**TASK INPUT**
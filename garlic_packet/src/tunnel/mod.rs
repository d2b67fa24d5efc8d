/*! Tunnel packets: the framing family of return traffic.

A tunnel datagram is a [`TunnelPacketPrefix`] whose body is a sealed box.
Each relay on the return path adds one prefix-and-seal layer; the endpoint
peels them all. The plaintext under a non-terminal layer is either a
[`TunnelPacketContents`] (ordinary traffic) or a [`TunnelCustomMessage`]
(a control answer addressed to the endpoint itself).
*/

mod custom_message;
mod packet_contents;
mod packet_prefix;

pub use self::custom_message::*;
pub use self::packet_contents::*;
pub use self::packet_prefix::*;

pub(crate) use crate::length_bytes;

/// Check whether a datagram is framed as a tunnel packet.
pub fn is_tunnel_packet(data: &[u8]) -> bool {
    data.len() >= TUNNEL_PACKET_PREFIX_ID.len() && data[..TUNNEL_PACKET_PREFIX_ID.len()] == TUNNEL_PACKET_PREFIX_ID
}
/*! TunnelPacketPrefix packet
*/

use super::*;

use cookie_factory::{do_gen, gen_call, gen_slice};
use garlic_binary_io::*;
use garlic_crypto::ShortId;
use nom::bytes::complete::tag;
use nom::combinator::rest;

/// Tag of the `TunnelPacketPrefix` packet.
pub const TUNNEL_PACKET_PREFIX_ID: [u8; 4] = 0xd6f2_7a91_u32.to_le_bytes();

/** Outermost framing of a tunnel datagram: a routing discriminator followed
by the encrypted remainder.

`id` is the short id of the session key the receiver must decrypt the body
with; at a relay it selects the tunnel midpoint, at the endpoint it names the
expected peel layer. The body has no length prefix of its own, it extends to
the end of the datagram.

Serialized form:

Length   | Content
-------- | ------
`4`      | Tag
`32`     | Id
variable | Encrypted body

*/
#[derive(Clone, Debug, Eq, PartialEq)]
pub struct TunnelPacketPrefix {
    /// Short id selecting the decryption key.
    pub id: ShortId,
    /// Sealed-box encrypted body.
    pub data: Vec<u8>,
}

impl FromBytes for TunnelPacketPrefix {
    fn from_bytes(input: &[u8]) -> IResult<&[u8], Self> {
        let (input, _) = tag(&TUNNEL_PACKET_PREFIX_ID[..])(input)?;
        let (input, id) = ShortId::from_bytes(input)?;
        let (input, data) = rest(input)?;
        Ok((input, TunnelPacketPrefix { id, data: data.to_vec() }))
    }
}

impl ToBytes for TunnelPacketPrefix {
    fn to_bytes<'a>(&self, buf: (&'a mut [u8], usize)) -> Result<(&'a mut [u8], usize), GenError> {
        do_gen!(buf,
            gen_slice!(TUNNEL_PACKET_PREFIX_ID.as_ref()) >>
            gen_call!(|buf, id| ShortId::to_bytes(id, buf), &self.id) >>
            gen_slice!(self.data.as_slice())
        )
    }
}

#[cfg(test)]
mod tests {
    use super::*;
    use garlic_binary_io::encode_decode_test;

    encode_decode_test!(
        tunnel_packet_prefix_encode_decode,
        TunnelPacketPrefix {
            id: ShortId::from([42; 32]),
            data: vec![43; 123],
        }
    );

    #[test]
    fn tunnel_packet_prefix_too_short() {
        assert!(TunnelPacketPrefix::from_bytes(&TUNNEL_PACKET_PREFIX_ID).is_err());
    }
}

* * *

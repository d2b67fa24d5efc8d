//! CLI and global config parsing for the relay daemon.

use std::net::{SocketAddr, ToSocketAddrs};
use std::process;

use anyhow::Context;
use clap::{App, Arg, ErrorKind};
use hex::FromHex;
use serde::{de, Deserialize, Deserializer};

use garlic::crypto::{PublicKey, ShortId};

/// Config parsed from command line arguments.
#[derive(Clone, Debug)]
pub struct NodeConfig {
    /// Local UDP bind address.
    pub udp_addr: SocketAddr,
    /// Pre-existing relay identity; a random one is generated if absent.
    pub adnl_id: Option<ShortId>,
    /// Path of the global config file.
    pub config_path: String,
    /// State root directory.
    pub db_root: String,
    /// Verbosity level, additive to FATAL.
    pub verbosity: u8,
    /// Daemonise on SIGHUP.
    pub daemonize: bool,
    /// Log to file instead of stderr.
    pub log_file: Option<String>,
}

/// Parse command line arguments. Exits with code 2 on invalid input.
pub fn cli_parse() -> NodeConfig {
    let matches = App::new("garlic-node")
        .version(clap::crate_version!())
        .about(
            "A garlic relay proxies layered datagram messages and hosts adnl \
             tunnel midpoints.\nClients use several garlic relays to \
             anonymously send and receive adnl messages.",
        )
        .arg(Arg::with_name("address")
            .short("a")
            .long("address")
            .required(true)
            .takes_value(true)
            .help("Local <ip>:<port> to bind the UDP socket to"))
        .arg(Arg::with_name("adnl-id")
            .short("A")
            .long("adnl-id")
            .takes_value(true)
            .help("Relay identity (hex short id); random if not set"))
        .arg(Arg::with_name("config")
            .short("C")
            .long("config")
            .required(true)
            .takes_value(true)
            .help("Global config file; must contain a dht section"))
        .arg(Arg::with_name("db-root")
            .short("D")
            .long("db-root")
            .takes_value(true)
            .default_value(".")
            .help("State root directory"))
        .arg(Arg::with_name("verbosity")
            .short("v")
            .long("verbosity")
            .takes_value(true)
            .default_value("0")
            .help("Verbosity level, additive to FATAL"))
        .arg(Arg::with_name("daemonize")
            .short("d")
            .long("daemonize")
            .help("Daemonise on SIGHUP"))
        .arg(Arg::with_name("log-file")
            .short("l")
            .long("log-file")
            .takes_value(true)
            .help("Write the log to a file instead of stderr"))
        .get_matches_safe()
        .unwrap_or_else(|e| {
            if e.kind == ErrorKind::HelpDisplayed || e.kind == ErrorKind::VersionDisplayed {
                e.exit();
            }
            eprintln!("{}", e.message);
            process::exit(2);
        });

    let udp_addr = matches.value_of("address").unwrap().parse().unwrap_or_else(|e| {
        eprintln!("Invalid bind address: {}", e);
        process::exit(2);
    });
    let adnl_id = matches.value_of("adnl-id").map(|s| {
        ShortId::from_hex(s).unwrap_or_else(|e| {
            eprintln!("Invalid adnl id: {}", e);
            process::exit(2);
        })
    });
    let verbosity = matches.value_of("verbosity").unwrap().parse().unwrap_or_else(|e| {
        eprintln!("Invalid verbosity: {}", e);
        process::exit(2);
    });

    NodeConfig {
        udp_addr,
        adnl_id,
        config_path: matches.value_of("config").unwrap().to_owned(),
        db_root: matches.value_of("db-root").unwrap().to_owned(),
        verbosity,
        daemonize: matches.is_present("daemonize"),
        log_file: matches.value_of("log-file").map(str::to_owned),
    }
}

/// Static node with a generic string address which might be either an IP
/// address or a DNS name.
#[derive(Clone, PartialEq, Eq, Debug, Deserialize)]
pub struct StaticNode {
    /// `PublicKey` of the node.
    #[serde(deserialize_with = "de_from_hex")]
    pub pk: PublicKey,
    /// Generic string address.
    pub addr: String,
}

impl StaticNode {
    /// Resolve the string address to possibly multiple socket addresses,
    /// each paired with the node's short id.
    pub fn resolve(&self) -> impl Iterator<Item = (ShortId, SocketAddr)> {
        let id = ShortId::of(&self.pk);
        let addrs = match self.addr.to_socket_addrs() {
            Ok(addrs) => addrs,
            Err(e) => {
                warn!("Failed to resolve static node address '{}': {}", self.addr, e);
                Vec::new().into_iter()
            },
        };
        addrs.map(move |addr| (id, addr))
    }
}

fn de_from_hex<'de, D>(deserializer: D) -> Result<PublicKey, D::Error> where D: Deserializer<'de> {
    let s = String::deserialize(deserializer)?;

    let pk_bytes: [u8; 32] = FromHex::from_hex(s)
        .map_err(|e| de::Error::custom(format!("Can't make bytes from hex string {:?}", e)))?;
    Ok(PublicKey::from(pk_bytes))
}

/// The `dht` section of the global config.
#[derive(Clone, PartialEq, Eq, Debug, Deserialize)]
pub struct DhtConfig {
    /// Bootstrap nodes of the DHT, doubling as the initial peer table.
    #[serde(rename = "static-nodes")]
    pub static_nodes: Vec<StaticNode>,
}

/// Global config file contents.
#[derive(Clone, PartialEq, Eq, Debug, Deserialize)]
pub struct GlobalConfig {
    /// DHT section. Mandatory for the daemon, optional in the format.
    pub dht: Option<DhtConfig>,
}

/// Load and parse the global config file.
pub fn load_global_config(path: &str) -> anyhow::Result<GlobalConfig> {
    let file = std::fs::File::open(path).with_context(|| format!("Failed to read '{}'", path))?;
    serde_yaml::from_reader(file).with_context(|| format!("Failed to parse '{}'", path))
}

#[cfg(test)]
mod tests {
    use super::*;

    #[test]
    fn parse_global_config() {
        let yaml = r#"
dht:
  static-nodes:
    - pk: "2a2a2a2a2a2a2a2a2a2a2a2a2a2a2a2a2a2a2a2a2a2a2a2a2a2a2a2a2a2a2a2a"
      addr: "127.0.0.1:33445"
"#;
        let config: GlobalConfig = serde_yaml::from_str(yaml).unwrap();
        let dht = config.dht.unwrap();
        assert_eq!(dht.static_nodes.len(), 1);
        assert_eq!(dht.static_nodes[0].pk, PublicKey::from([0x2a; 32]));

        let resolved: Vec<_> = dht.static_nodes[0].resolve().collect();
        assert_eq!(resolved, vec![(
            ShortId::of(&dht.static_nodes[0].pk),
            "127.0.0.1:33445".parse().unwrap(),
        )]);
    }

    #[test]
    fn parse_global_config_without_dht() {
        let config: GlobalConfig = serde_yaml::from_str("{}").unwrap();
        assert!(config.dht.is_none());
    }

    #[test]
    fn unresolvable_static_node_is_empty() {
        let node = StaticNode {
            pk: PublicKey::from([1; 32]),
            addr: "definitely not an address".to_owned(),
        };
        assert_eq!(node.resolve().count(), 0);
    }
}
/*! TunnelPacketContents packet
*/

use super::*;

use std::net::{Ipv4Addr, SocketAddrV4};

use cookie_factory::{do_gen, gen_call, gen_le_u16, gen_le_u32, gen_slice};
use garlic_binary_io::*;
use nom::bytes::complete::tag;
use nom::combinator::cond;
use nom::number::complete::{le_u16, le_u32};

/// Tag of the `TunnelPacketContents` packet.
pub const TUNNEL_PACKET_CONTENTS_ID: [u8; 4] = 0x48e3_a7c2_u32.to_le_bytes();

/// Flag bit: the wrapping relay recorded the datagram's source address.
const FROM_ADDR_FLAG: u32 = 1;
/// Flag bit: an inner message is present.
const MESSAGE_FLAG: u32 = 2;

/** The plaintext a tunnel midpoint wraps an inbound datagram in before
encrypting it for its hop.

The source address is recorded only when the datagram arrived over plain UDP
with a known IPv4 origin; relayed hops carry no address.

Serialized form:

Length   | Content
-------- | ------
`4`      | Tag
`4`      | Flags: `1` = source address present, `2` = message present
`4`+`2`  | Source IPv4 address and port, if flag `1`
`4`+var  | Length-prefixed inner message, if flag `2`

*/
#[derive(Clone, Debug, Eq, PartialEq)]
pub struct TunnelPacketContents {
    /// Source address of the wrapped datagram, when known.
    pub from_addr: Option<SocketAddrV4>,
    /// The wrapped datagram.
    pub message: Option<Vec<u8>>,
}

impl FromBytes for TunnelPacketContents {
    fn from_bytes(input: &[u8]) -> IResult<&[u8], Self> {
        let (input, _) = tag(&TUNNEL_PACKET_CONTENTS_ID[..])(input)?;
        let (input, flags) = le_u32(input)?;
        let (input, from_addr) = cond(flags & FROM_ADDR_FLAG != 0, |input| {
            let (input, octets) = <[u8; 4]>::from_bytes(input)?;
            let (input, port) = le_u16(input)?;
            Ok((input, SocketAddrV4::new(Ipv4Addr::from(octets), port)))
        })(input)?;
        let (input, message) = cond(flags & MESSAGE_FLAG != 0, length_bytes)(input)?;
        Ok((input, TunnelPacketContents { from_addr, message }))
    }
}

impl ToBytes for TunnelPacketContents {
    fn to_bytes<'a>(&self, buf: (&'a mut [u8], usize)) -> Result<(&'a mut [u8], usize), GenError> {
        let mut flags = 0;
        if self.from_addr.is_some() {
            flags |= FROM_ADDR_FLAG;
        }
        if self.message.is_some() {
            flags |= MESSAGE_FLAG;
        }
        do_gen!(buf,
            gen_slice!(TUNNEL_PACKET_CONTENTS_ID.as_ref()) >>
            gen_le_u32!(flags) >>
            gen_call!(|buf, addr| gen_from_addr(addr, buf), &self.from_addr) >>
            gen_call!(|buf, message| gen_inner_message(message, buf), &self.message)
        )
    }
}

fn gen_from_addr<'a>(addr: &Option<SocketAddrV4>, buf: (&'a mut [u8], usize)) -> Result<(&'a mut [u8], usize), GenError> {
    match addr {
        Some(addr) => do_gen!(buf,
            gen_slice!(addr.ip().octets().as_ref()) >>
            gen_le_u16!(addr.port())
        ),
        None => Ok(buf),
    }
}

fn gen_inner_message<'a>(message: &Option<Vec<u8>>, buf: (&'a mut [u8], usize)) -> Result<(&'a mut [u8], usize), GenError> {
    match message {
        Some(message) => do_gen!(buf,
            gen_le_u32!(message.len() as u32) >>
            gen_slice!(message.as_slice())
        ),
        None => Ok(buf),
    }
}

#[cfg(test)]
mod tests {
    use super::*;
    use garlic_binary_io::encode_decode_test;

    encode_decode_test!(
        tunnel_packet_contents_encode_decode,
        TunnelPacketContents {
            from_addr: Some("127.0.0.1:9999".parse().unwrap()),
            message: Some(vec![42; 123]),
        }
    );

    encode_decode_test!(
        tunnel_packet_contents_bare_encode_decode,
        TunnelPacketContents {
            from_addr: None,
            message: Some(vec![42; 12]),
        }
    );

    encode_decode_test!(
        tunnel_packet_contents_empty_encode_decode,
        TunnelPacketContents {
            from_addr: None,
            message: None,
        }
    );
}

**TASK BRIEF**
From the entries above, restate word for word the lines from the line containing "filename garlic_packet/src/tunnel/mod.rs" to the line containing "let (input, id)", both ends included, and nothing more.

**TASK SOLUTION**
filename garlic_packet/src/tunnel/mod.rs
repository d2b67fa24d5efc8d
/*! Tunnel packets: the framing family of return traffic.

A tunnel datagram is a [`TunnelPacketPrefix`] whose body is a sealed box.
Each relay on the return path adds one prefix-and-seal layer; the endpoint
peels them all. The plaintext under a non-terminal layer is either a
[`TunnelPacketContents`] (ordinary traffic) or a [`TunnelCustomMessage`]
(a control answer addressed to the endpoint itself).
*/

mod custom_message;
mod packet_contents;
mod packet_prefix;

pub use self::custom_message::*;
pub use self::packet_contents::*;
pub use self::packet_prefix::*;

pub(crate) use crate::length_bytes;

/// Check whether a datagram is framed as a tunnel packet.
pub fn is_tunnel_packet(data: &[u8]) -> bool {
    data.len() >= TUNNEL_PACKET_PREFIX_ID.len() && data[..TUNNEL_PACKET_PREFIX_ID.len()] == TUNNEL_PACKET_PREFIX_ID
}
/*! TunnelPacketPrefix packet
*/

use super::*;

use cookie_factory::{do_gen, gen_call, gen_slice};
use garlic_binary_io::*;
use garlic_crypto::ShortId;
use nom::bytes::complete::tag;
use nom::combinator::rest;

/// Tag of the `TunnelPacketPrefix` packet.
pub const TUNNEL_PACKET_PREFIX_ID: [u8; 4] = 0xd6f2_7a91_u32.to_le_bytes();

/** Outermost framing of a tunnel datagram: a routing discriminator followed
by the encrypted remainder.

`id` is the short id of the session key the receiver must decrypt the body
with; at a relay it selects the tunnel midpoint, at the endpoint it names the
expected peel layer. The body has no length prefix of its own, it extends to
the end of the datagram.

Serialized form:

Length   | Content
-------- | ------
`4`      | Tag
`32`     | Id
variable | Encrypted body

*/
#[derive(Clone, Debug, Eq, PartialEq)]
pub struct TunnelPacketPrefix {
    /// Short id selecting the decryption key.
    pub id: ShortId,
    /// Sealed-box encrypted body.
    pub data: Vec<u8>,
}

impl FromBytes for TunnelPacketPrefix {
    fn from_bytes(input: &[u8]) -> IResult<&[u8], Self> {
        let (input, _) = tag(&TUNNEL_PACKET_PREFIX_ID[..])(input)?;
        let (input, id) = ShortId::from_bytes(input)?;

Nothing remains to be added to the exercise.